LE INTELLETTUALI

LE INTELLETTUALI

Vi è un rapporto di filiazione, fra Tartuffe e Femmes savantes, quasi che dopo quello straordinario capolavoro, lo specchio si fosse rotto riproducendo all’infinito l’immagine del tartufo. Tartuffe che troviamo ovunque, in Femmes savantes: sotto i tavoli, fra le tende, confuso alle mosse e alle richieste della gioventù; ma dove tutto, però, vi gira ad un folle ritmo vitale, perché Molière non s’intrattiene col pessimismo, non è sua abitudine…egli sta ridendo.
Ha visto nella profusione di tartufi di una famiglia perbene qualcosa di selvaggio che lo rallegra e lo eccita, una qualità diversa d’ipocrisia, una spavalda e ribelle identità di imbroglio e di vita.
Significativo è il fatto che Moliere, capocomico al teatro del Palais-Royal, scrisse per se il ruolo di Chrysale – bravo borghese (così recita la didascalia). Perché quella specifica? Forse per dire che l’autore non crede che tutta la borghesia (classe in ascesa nella Francia di Luigi XIV) è da identificare con le Intellettuali (o femmine saccenti). Quelle Intellettuali per cui pare che Molière avesse parecchi modelli reali e nessuno con precisione. Femmes savantes, infatti, è un titolo che non nasconde una certa pedanteria di casa nei salotti letterari che l’aristocrazia parigina impone con tanto di Tartuffe a corredo.

Ed infatti, eccolo lì, il Tartufo: vano, leggero, ragionevole, simpatico, amabile, il letterato accucciato fra le dame, il bel cane da salotto: Trissottin; e in quel salotto troviamo uno spaccato di società in cui tutto è insieme salutare e guasto, festevole e perfido. A lui fa da contraltare proprio Chrysale, l’uomo portatore del più elevato dei valori: la ragione…quasi che un secolo prima della Bastiglia, già Moliere, col fiuto del teatrante, avesse intuito che una diversa borghesia, o meglio: una borghesia fondata su valori diversi, poteva e doveva essere chiamata a rappresentare un nuovo modello di società.

La commedia affonda le sue radici nella cronaca parigina, traendo origine da un episodio realmente accaduto: l’abate Cotin aveva letto nel salotto di Mademoiselle un sonetto. Finita la lettura era entrato nel salotto Monsieur Ménage, il quale, ignorandone l’autore, aveva trovato il sonetto detestabile.
Cotin, era uno di quegli abati che la fabbrica letteraria dei Sei e Settecento ha fatto circolare in copie innumerevoli.
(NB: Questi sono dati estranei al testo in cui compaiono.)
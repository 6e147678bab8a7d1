//! Endpoint table for the SendClean API.
//!
//! Every operation posts to exactly one fixed path below the configured
//! base URL. Individual URLs can be overridden through the configuration.

use std::fmt;

/// A SendClean API operation
#[derive(Debug, Clone, Copy, PartialEq, Eq, Hash)]
pub enum Endpoint {
    /// Create an SMTP user
    AddSmtpUser,
    /// Update limits or status of an SMTP user
    UpdateSmtpUser,
    /// Reset the password of an SMTP user
    ResetSmtpPassword,
    /// List SMTP users
    ListSmtpUsers,
    /// Register a sending domain
    AddSendingDomain,
    /// Check DNS records of a sending domain
    CheckSendingDomain,
    /// Verify ownership of a sending domain
    VerifySendingDomain,
    /// List sending domains
    ListSendingDomains,
    /// Remove a sending domain
    DeleteSendingDomain,
    /// Register a tracking domain
    AddTrackingDomain,
    /// Check the CNAME of a tracking domain
    CheckTrackingDomain,
    /// List tracking domains
    ListTrackingDomains,
    /// Remove a tracking domain
    DeleteTrackingDomain,
    /// Create a webhook
    AddWebhook,
    /// Edit a webhook
    EditWebhook,
    /// Rotate the signing key of a webhook
    ResetWebhookKey,
    /// List webhooks
    ListWebhooks,
    /// Remove a webhook
    DeleteWebhook,
    /// Fetch a single webhook
    WebhookInfo,
    /// Send a composed message
    SendMail,
    /// Send a message rendered from a template
    SendTemplate,
    /// Fetch account details
    UserDetail,
}

impl Endpoint {
    /// All endpoints, in declaration order
    pub const ALL: [Endpoint; 22] = [
        Endpoint::AddSmtpUser,
        Endpoint::UpdateSmtpUser,
        Endpoint::ResetSmtpPassword,
        Endpoint::ListSmtpUsers,
        Endpoint::AddSendingDomain,
        Endpoint::CheckSendingDomain,
        Endpoint::VerifySendingDomain,
        Endpoint::ListSendingDomains,
        Endpoint::DeleteSendingDomain,
        Endpoint::AddTrackingDomain,
        Endpoint::CheckTrackingDomain,
        Endpoint::ListTrackingDomains,
        Endpoint::DeleteTrackingDomain,
        Endpoint::AddWebhook,
        Endpoint::EditWebhook,
        Endpoint::ResetWebhookKey,
        Endpoint::ListWebhooks,
        Endpoint::DeleteWebhook,
        Endpoint::WebhookInfo,
        Endpoint::SendMail,
        Endpoint::SendTemplate,
        Endpoint::UserDetail,
    ];

    /// Path relative to the API base URL
    pub fn path(&self) -> &'static str {
        match self {
            Self::AddSmtpUser => "smtp/addSmtpUser",
            Self::UpdateSmtpUser => "smtp/updateSmtpUser",
            Self::ResetSmtpPassword => "smtp/resetSmtpPassword",
            Self::ListSmtpUsers => "smtp/listSmtpUsers",
            Self::AddSendingDomain => "domain/addSendingDomain",
            Self::CheckSendingDomain => "domain/checkSendingDomain",
            Self::VerifySendingDomain => "domain/verifySendingDomain",
            Self::ListSendingDomains => "domain/listSendingDomains",
            Self::DeleteSendingDomain => "domain/deleteSendingDomain",
            Self::AddTrackingDomain => "domain/addTrackingDomain",
            Self::CheckTrackingDomain => "domain/checkTrackingDomain",
            Self::ListTrackingDomains => "domain/listTrackingDomains",
            Self::DeleteTrackingDomain => "domain/deleteTrackingDomain",
            Self::AddWebhook => "webhook/addWebhook",
            Self::EditWebhook => "webhook/editWebhook",
            Self::ResetWebhookKey => "webhook/keyResetWebhook",
            Self::ListWebhooks => "webhook/listWebhooks",
            Self::DeleteWebhook => "webhook/deleteWebhook",
            Self::WebhookInfo => "webhook/getWebhookInfo",
            Self::SendMail => "mail/send",
            Self::SendTemplate => "mail/sendTemplate",
            Self::UserDetail => "user/viewUserDetail",
        }
    }

    /// Operation name used in logs and spans
    pub fn name(&self) -> &'static str {
        match self {
            Self::AddSmtpUser => "smtp.add_user",
            Self::UpdateSmtpUser => "smtp.update_user",
            Self::ResetSmtpPassword => "smtp.reset_password",
            Self::ListSmtpUsers => "smtp.list_users",
            Self::AddSendingDomain => "domains.add_sending",
            Self::CheckSendingDomain => "domains.check_sending",
            Self::VerifySendingDomain => "domains.verify_sending",
            Self::ListSendingDomains => "domains.list_sending",
            Self::DeleteSendingDomain => "domains.delete_sending",
            Self::AddTrackingDomain => "domains.add_tracking",
            Self::CheckTrackingDomain => "domains.check_tracking",
            Self::ListTrackingDomains => "domains.list_tracking",
            Self::DeleteTrackingDomain => "domains.delete_tracking",
            Self::AddWebhook => "webhooks.add",
            Self::EditWebhook => "webhooks.edit",
            Self::ResetWebhookKey => "webhooks.reset_key",
            Self::ListWebhooks => "webhooks.list",
            Self::DeleteWebhook => "webhooks.delete",
            Self::WebhookInfo => "webhooks.info",
            Self::SendMail => "mail.send",
            Self::SendTemplate => "mail.send_template",
            Self::UserDetail => "account.user_info",
        }
    }
}

impl fmt::Display for Endpoint {
    fn fmt(&self, f: &mut fmt::Formatter<'_>) -> fmt::Result {
        f.write_str(self.name())
    }
}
Uomo di mondo, di cultura, di fede, era di quei letterati che in ogni tempo, sanno esercitare un potere nefasto sussurrando la battuta di spirito, il calembour, la piccola cattiveria chic all’orecchio della dama che riceve solo la gente che conta, la gente che «sa», appunto i «savantes».
L’episodio Moliere lo inserisce in un contesto in cui i giovani protestano contro gli anziani, le mogli contro i mariti, le serve contro i padroni, insomma “tutti contro tutti”…come se la follia avesse definitivamente vinto sulla ragione, l’ingiustizia sulla correttezza, l’ipocrisia sulla verità. E in questo caos vorticoso non si fa difficoltà a reperire le parole d’ordine legate all’indipendenza delle donne, alla loro autonomia, alla capacità, di queste, di leggere la realtà in un modo nuovo, diverso e libero. E noi, uomini del duemila, non facciamo fatica a pensare che Moliere, da quel lontano 1672, si spinga a parlarci, invitandoci a non essere asserviti a nessun potere.
Poiché è potere la cultura; ed è potere l’ignoranza; è potere l’intellettuale di prestigio, ed è potere la serva di casa; è potere la tradizione ed è potere la novità; è potere il maschio ed è potere la femmina: perché il potere non ha sede né volto, cambia faccia e posizione a seconda di chi lo detiene. È il potere a decidere della realtà di chiunque. Il potere o il teatro. Parola di Jean-Baptiste Poquelin detto Moliere!